- [Exercise goal]
Filter the entries for the word "ticker". Copy each line that has it.

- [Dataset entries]

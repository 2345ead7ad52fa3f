//! Startup orchestration.
//!
//! # Responsibilities
//! - Deploy the token from configuration, or restore it from a snapshot
//! - Run the periodic snapshot task
//! - Write the final snapshot on the way out
//!
//! # Design Decisions
//! - Fail fast: a corrupt or foreign snapshot is fatal, never silently
//!   replaced by a fresh mint
//! - Snapshots are written off the async runtime

use std::path::{Path, PathBuf};
use std::sync::Arc;
use std::time::Duration;
use thiserror::Error;
use tokio::sync::broadcast;
use tokio::task::JoinHandle;

use crate::config::NodeConfig;
use crate::ledger::snapshot::{load_snapshot, save_snapshot, SnapshotError};
use crate::token::{Clock, DeployError, Token};

/// Errors that abort node startup.
#[derive(Debug, Error)]
pub enum StartupError {
    #[error("Token deployment failed: {0}")]
    Deploy(#[from] DeployError),

    #[error(transparent)]
    Snapshot(#[from] SnapshotError),
}

/// Build the token: restore the configured snapshot if it exists,
/// otherwise deploy with the initial mint.
pub fn bootstrap_token(config: &NodeConfig, clock: Arc<dyn Clock>) -> Result<Token, StartupError> {
    if let Some(path) = &config.persistence.snapshot_path {
        if let Some(snapshot) = load_snapshot(Path::new(path))? {
            let token = Token::restore(config, snapshot, clock)?;
            tracing::info!(path = %path, "Token restored from snapshot");
            return Ok(token);
        }
        tracing::info!(path = %path, "No snapshot found, deploying fresh ledger");
    }

    Ok(Token::from_config(config, clock)?)
}

/// Save a snapshot of `token` to `path` on the blocking pool.
pub async fn persist_snapshot(token: Arc<Token>, path: PathBuf) -> Result<(), SnapshotError> {
    let snapshot = token.snapshot();
    match tokio::task::spawn_blocking(move || save_snapshot(&path, &snapshot)).await {
        Ok(result) => result,
        Err(e) => Err(SnapshotError::Io(std::io::Error::other(e))),
    }
}

/// Save a snapshot every `interval` until `shutdown` fires.
pub fn spawn_snapshot_task(
    token: Arc<Token>,
    path: PathBuf,
    interval: Duration,
    mut shutdown: broadcast::Receiver<()>,
) -> JoinHandle<()> {
    tokio::spawn(async move {
        let mut ticker = tokio::time::interval(interval);
        // First tick fires immediately; the ledger was just loaded.
        ticker.tick().await;

        loop {
            tokio::select! {
                _ = ticker.tick() => {
                    if let Err(e) = persist_snapshot(token.clone(), path.clone()).await {
                        tracing::error!(error = %e, path = %path.display(), "Periodic snapshot failed");
                    }
                }
                _ = shutdown.recv() => {
                    tracing::debug!("Snapshot task stopping");
                    break;
                }
            }
        }
    })
}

- [Answer section]
        let mut ticker = tokio::time::interval(interval);
        ticker.tick().await;
                _ = ticker.tick() => {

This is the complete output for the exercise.